The holidays are rapidly approaching. While this may conjure up memories of family, food and celebration, for families who are going through a divorce this can be a challenging time.
Therapists believe it is better to keep things simple through the holidays for families who are going through this major domestic change. They say divorced parents should understand that even the most significant effort to make children happy, may not be successful. Kids may need to express their unhappiness that their mom and dad are not together, even at the most joyful time of the year.
So how do you navigate this new situation and make it the best possible experience?
Here are a few tips from family therapists:
Make a Plan: Talk to your former spouse about a schedule. Who will have the children on which holiday and for how long? What will the pickup/drop off situation be for these days? Fill your kids in on this plan.

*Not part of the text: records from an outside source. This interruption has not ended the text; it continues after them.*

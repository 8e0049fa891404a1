//! Command Encoder
//!
//! Turns a [`LabelDescriptor`] into one TSPL print job. The encoder is a pure
//! function of the descriptor and a [`LabelLayout`]; the default layout is
//! the 4x3 inch finished-product label.

use crate::domain::label::LabelDescriptor;
use crate::domain::tspl::{Alignment, TextFont, TsplWriter};
use serde::{Deserialize, Serialize};
use tracing::debug;

/// Encoded job bytes, consumed once by the writer.
#[derive(Debug, Clone, PartialEq, Eq)]
pub struct CommandBuffer(Vec<u8>);

impl CommandBuffer {
    pub fn as_bytes(&self) -> &[u8] {
        &self.0
    }

    pub fn len(&self) -> usize {
        self.0.len()
    }

    pub fn is_empty(&self) -> bool {
        self.0.is_empty()
    }

    pub fn into_bytes(self) -> Vec<u8> {
        self.0
    }
}

#[derive(Debug, Clone, Copy, PartialEq, Eq, Serialize, Deserialize)]
pub struct Point {
    pub x: u32,
    pub y: u32,
}

const fn at(x: u32, y: u32) -> Point {
    Point { x, y }
}

#[derive(Debug, Clone, PartialEq, Eq, Serialize, Deserialize)]
#[serde(default)]
pub struct MediaLayout {
    pub width_mm: u32,
    pub height_mm: u32,
    pub gap_mm: u32,
    pub gap_offset_mm: u32,
    pub direction: u8,
    pub density: u8,
}

impl Default for MediaLayout {
    fn default() -> Self {
        Self {
            width_mm: 101,
            height_mm: 76,
            gap_mm: 3,
            gap_offset_mm: 0,
            direction: 1,
            density: 12,
        }
    }
}

#[derive(Debug, Clone, PartialEq, Eq, Serialize, Deserialize)]
#[serde(default)]
pub struct BarcodeLayout {
    pub origin: Point,
    pub symbology: String,
    pub height: u32,
    pub human_readable: bool,
    pub rotation: u16,
    pub narrow: u32,
    pub wide: u32,
}

impl Default for BarcodeLayout {
    fn default() -> Self {
        Self {
            // x=60 keeps the left quiet zone off the liner edge.
            origin: at(60, 20),
            symbology: "128".to_string(),
            height: 60,
            human_readable: true,
            rotation: 0,
            narrow: 3,
            wide: 3,
        }
    }
}

/// Horizontal separator rules.
#[derive(Debug, Clone, PartialEq, Eq, Serialize, Deserialize)]
#[serde(default)]
pub struct RuleLayout {
    pub x: u32,
    pub length: u32,
    pub thickness: u32,
    pub header_y: u32,
    pub product_y: u32,
    pub totals_y: u32,
}

impl Default for RuleLayout {
    fn default() -> Self {
        Self {
            x: 40,
            length: 720,
            thickness: 3,
            header_y: 155,
            product_y: 240,
            totals_y: 515,
        }
    }
}

#[derive(Debug, Clone, PartialEq, Eq, Serialize, Deserialize)]
#[serde(default)]
pub struct TableLayout {
    pub header_y: u32,
    pub length_x: u32,
    pub pieces_x: u32,
    pub quantity_x: u32,
    pub first_row_y: u32,
    pub row_step: u32,
    /// Rows start strictly above this offset; later rows are dropped.
    pub row_limit_y: u32,
    pub placeholder: Point,
    pub placeholder_text: String,
}

impl Default for TableLayout {
    fn default() -> Self {
        Self {
            header_y: 260,
            length_x: 60,
            pieces_x: 350,
            quantity_x: 650,
            first_row_y: 295,
            row_step: 35,
            row_limit_y: 510,
            placeholder: at(400, 350),
            placeholder_text: "(Detalle no disponible)".to_string(),
        }
    }
}

#[derive(Debug, Clone, PartialEq, Eq, Serialize, Deserialize)]
#[serde(default)]
pub struct LabelLayout {
    pub media: MediaLayout,
    pub font: TextFont,
    pub barcode: BarcodeLayout,
    pub lot: Point,
    pub bundle: Point,
    pub product: Point,
    pub dimensions: Point,
    pub rules: RuleLayout,
    pub table: TableLayout,
    pub total_pieces: Point,
    pub total_quantity: Point,
}

impl Default for LabelLayout {
    fn default() -> Self {
        Self {
            media: MediaLayout::default(),
            font: TextFont::default(),
            barcode: BarcodeLayout::default(),
            lot: at(400, 125),
            bundle: at(400, 45),
            product: at(400, 175),
            dimensions: at(400, 210),
            rules: RuleLayout::default(),
            table: TableLayout::default(),
            total_pieces: at(60, 540),
            total_quantity: at(760, 540),
        }
    }
}

/// Shortest decimal form: `8`, `8.5`.
fn plain(value: f64) -> String {
    format!("{}", value)
}

fn fixed(value: f64) -> String {
    format!("{:.2}", value)
}

pub fn encode(label: &LabelDescriptor, layout: &LabelLayout) -> CommandBuffer {
    let unit = label.unit_mode();
    let unit_label = unit.label();
    let rows = label.piece_rows();

    let total_pieces: u64 = rows.iter().map(|r| u64::from(r.piezas)).sum();
    let total_quantity = label.declared_total.unwrap_or_else(|| {
        rows.iter()
            .map(|r| r.quantity(unit, label.ancho))
            .sum::<f64>()
    });

    let font = &layout.font;
    let mut w = TsplWriter::new();

    let media = &layout.media;
    w.size_mm(media.width_mm, media.height_mm);
    w.gap_mm(media.gap_mm, media.gap_offset_mm);
    w.direction(media.direction);
    w.cls();
    w.density(media.density);

    let barcode = &layout.barcode;
    w.barcode(
        barcode.origin.x,
        barcode.origin.y,
        &barcode.symbology,
        barcode.height,
        barcode.human_readable,
        barcode.rotation,
        barcode.narrow,
        barcode.wide,
        &label.fardo_no,
    );

    let center = Some(Alignment::Center);
    w.text(
        layout.lot.x,
        layout.lot.y,
        font,
        center,
        &format!("Lote: {}", label.lote),
    );
    w.text(
        layout.bundle.x,
        layout.bundle.y,
        font,
        center,
        &format!(
            "Fardo: {} - {} {}",
            label.fardo_no,
            fixed(total_quantity),
            unit_label
        ),
    );

    let rules = &layout.rules;
    w.bar(rules.x, rules.header_y, rules.length, rules.thickness);

    w.text(layout.product.x, layout.product.y, font, center, &label.producto);
    w.text(
        layout.dimensions.x,
        layout.dimensions.y,
        font,
        center,
        &format!(
            "{} x {} pulg - {}",
            label.grosor,
            plain(label.ancho),
            label.especie
        ),
    );

    w.bar(rules.x, rules.product_y, rules.length, rules.thickness);

    let table = &layout.table;
    w.text(table.length_x, table.header_y, font, None, "LARGO");
    w.text(table.pieces_x, table.header_y, font, None, "PIEZAS");
    w.text(table.quantity_x, table.header_y, font, None, unit_label);

    if rows.is_empty() {
        w.text(
            table.placeholder.x,
            table.placeholder.y,
            font,
            center,
            &table.placeholder_text,
        );
    } else {
        let mut y = table.first_row_y;
        let mut printed = 0;
        for row in rows.iter() {
            if y >= table.row_limit_y {
                break;
            }
            w.text(table.length_x, y, font, None, &plain(row.largo));
            w.text(table.pieces_x, y, font, None, &row.piezas.to_string());
            w.text(
                table.quantity_x,
                y,
                font,
                None,
                &fixed(row.quantity(unit, label.ancho)),
            );
            y += table.row_step;
            printed += 1;
        }
        if printed < rows.len() {
            debug!(
                "Label {}: {} of {} rows fit, rest dropped",
                label.fardo_no,
                printed,
                rows.len()
            );
        }
    }

    w.bar(rules.x, rules.totals_y, rules.length, rules.thickness);

    let pieces = if total_pieces > 0 {
        total_pieces.to_string()
    } else {
        "-".to_string()
    };
    w.text(
        layout.total_pieces.x,
        layout.total_pieces.y,
        font,
        None,
        &format!("TOTAL PIEZAS: {}", pieces),
    );
    w.text(
        layout.total_quantity.x,
        layout.total_quantity.y,
        font,
        Some(Alignment::Right),
        &format!("TOTAL: {} {}", fixed(total_quantity), unit_label),
    );

    w.print(1, 1);

    CommandBuffer(w.finish())
}

pub fn encode_default(label: &LabelDescriptor) -> CommandBuffer {
    encode(label, &LabelLayout::default())
}

#[cfg(test)]
mod tests {
    use super::*;
    use crate::domain::label::PieceRow;

    fn bundle() -> LabelDescriptor {
        LabelDescriptor {
            fardo_no: "F001".to_string(),
            lote: "L5".to_string(),
            producto: "TABLA".to_string(),
            especie: "PINO".to_string(),
            grosor: "1".to_string(),
            ancho: 4.0,
            unidad: Some("m2".to_string()),
            detalles: vec![PieceRow::new(10, 8.0)],
            ..Default::default()
        }
    }

    fn text(buffer: &CommandBuffer) -> String {
        String::from_utf8(buffer.as_bytes().to_vec()).unwrap()
    }

    #[test]
    fn test_finished_product_layout_fixture() {
        let expected = concat!(
            "SIZE 101 mm, 76 mm\r\n",
            "GAP 3 mm, 0 mm\r\n",
            "DIRECTION 1\r\n",
            "CLS\r\n",
            "DENSITY 12\r\n",
            "BARCODE 60,20,\"128\",60,1,0,3,3,\"F001\"\r\n",
            "TEXT 400,125,\"3\",0,1,1,2,\"Lote: L5\"\r\n",
            "TEXT 400,45,\"3\",0,1,1,2,\"Fardo: F001 - 2.48 M2\"\r\n",
            "BAR 40,155,720,3\r\n",
            "TEXT 400,175,\"3\",0,1,1,2,\"TABLA\"\r\n",
            "TEXT 400,210,\"3\",0,1,1,2,\"1 x 4 pulg - PINO\"\r\n",
            "BAR 40,240,720,3\r\n",
            "TEXT 60,260,\"3\",0,1,1,\"LARGO\"\r\n",
            "TEXT 350,260,\"3\",0,1,1,\"PIEZAS\"\r\n",
            "TEXT 650,260,\"3\",0,1,1,\"M2\"\r\n",
            "TEXT 60,295,\"3\",0,1,1,\"8\"\r\n",
            "TEXT 350,295,\"3\",0,1,1,\"10\"\r\n",
            "TEXT 650,295,\"3\",0,1,1,\"2.48\"\r\n",
            "BAR 40,515,720,3\r\n",
            "TEXT 60,540,\"3\",0,1,1,\"TOTAL PIEZAS: 10\"\r\n",
            "TEXT 760,540,\"3\",0,1,1,3,\"TOTAL: 2.48 M2\"\r\n",
            "PRINT 1,1\r\n",
        );
        assert_eq!(text(&encode_default(&bundle())), expected);
    }

    #[test]
    fn test_linear_layout_fixture_rows() {
        let label = LabelDescriptor {
            producto: "MOLDURA".to_string(),
            unidad: None,
            ancho: 12.0,
            ..bundle()
        };
        let out = text(&encode_default(&label));

        assert!(out.contains("TEXT 650,260,\"3\",0,1,1,\"ML\"\r\n"));
        assert!(out.contains("TEXT 650,295,\"3\",0,1,1,\"24.38\"\r\n"));
        assert!(out.contains("TEXT 760,540,\"3\",0,1,1,3,\"TOTAL: 24.38 ML\"\r\n"));
        assert!(out.contains("\"Fardo: F001 - 24.38 ML\""));
    }

    #[test]
    fn test_encoding_is_deterministic() {
        let label = bundle();
        assert_eq!(encode_default(&label), encode_default(&label));
    }

    #[test]
    fn test_single_barcode_with_bundle_payload() {
        let out = text(&encode_default(&bundle()));
        assert_eq!(out.matches("BARCODE ").count(), 1);
        assert!(out.contains(",\"F001\"\r\n"));
    }

    #[test]
    fn test_rows_past_safe_area_are_dropped() {
        // Rows land at 295, 330, ... 505; the eighth would start at 540.
        let label = LabelDescriptor {
            detalles: (1..=9).map(|i| PieceRow::new(1, f64::from(i))).collect(),
            ..bundle()
        };
        let out = text(&encode_default(&label));

        for (i, y) in (295..510).step_by(35).enumerate() {
            let expected = format!("TEXT 60,{},\"3\",0,1,1,\"{}\"\r\n", y, i + 1);
            assert!(out.contains(&expected), "missing row {}", i + 1);
        }
        assert!(!out.contains("\"8\"\r\n"));
        assert!(!out.contains("\"9\"\r\n"));
        assert_eq!(out.matches("TEXT 350,").count(), 1 + 7);
        // Totals still cover every row.
        assert!(out.contains("\"TOTAL PIEZAS: 9\""));
    }

    #[test]
    fn test_piece_total_beyond_u32() {
        let label = LabelDescriptor {
            detalles: vec![PieceRow::new(u32::MAX, 8.0), PieceRow::new(1, 8.0)],
            ..bundle()
        };
        let out = text(&encode_default(&label));
        assert!(out.contains("\"TOTAL PIEZAS: 4294967296\""));
    }

    #[test]
    fn test_custom_row_limit() {
        let mut layout = LabelLayout::default();
        layout.table.row_limit_y = 330;
        let label = LabelDescriptor {
            detalles: vec![PieceRow::new(1, 1.0), PieceRow::new(2, 2.0)],
            ..bundle()
        };
        let out = text(&encode(&label, &layout));
        assert!(out.contains("TEXT 350,295,\"3\",0,1,1,\"1\"\r\n"));
        assert!(!out.contains("TEXT 350,330,"));
    }

    #[test]
    fn test_empty_rows_emit_placeholder() {
        let label = LabelDescriptor {
            detalles: Vec::new(),
            ..bundle()
        };
        let out = text(&encode_default(&label));

        assert!(out.contains("TEXT 400,350,\"3\",0,1,1,2,\"(Detalle no disponible)\"\r\n"));
        assert!(!out.contains("TEXT 60,295,"));
        assert!(out.contains("\"TOTAL PIEZAS: -\""));
        assert!(out.contains("\"TOTAL: 0.00 M2\""));
    }

    #[test]
    fn test_declared_total_overrides_sum() {
        let label = LabelDescriptor {
            declared_total: Some(3.1),
            ..bundle()
        };
        let out = text(&encode_default(&label));
        assert!(out.contains("\"Fardo: F001 - 3.10 M2\""));
        assert!(out.contains("\"TOTAL: 3.10 M2\""));
        // Row values are still computed per row.
        assert!(out.contains("TEXT 650,295,\"3\",0,1,1,\"2.48\"\r\n"));
    }

    #[test]
    fn test_recovered_row_is_printed() {
        let label = LabelDescriptor {
            detalles: Vec::new(),
            piezas: Some(10),
            largo: Some(8.0),
            ..bundle()
        };
        assert_eq!(encode_default(&label), encode_default(&bundle()));
    }

    #[test]
    fn test_every_line_is_crlf_terminated() {
        let out = text(&encode_default(&bundle()));
        assert!(out.ends_with("\r\n"));
        assert_eq!(out.matches('\n').count(), out.matches("\r\n").count());
        assert!(out.trim_end().ends_with("PRINT 1,1"));
    }
}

Don’t play “I can top that”: This isn’t the time to compete with your former partner–although you may be tempted to. Lead by example for your kids. Show them that a good holiday doesn’t mean breaking the bank to be the “better” parent.

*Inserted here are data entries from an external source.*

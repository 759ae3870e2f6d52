//! In-memory storage backend

use crate::storage::Storage;
use anyhow::Result;
use async_trait::async_trait;
use std::collections::HashMap;
use std::sync::Arc;
use tokio::sync::RwLock;

/// In-memory storage backend
///
/// Process-local and non-persistent: values are lost on restart.
#[derive(Clone, Default)]
pub struct MemoryStorage {
    entries: Arc<RwLock<HashMap<String, String>>>,
}

impl MemoryStorage {
    pub fn new() -> Self {
        Self::default()
    }
}

#[async_trait]
impl Storage for MemoryStorage {
    async fn get(&self, key: &str) -> Result<Option<String>> {
        Ok(self.entries.read().await.get(key).cloned())
    }

    async fn set(&self, key: &str, value: String) -> Result<()> {
        self.entries.write().await.insert(key.to_string(), value);
        Ok(())
    }

    fn name(&self) -> &'static str {
        "memory"
    }
}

Keep Your Emotions in Check: Try not to show your anger or sadness about the situation to your children. Chances are they are having a tough time. Don’t burden them with your issues. Talk to a friend or family member to vent your frustration.
Start New Traditions: This may be the beginning of a new family arrangement for you and your kids so this can be the perfect time to start new traditions. Ask them what they would like to do to change up the holiday. The new normal can be fun and exciting.
Keep in mind the holidays are more for the children than for you. Try to put aside your feelings for this period. It may lead to a more joyful season for everyone.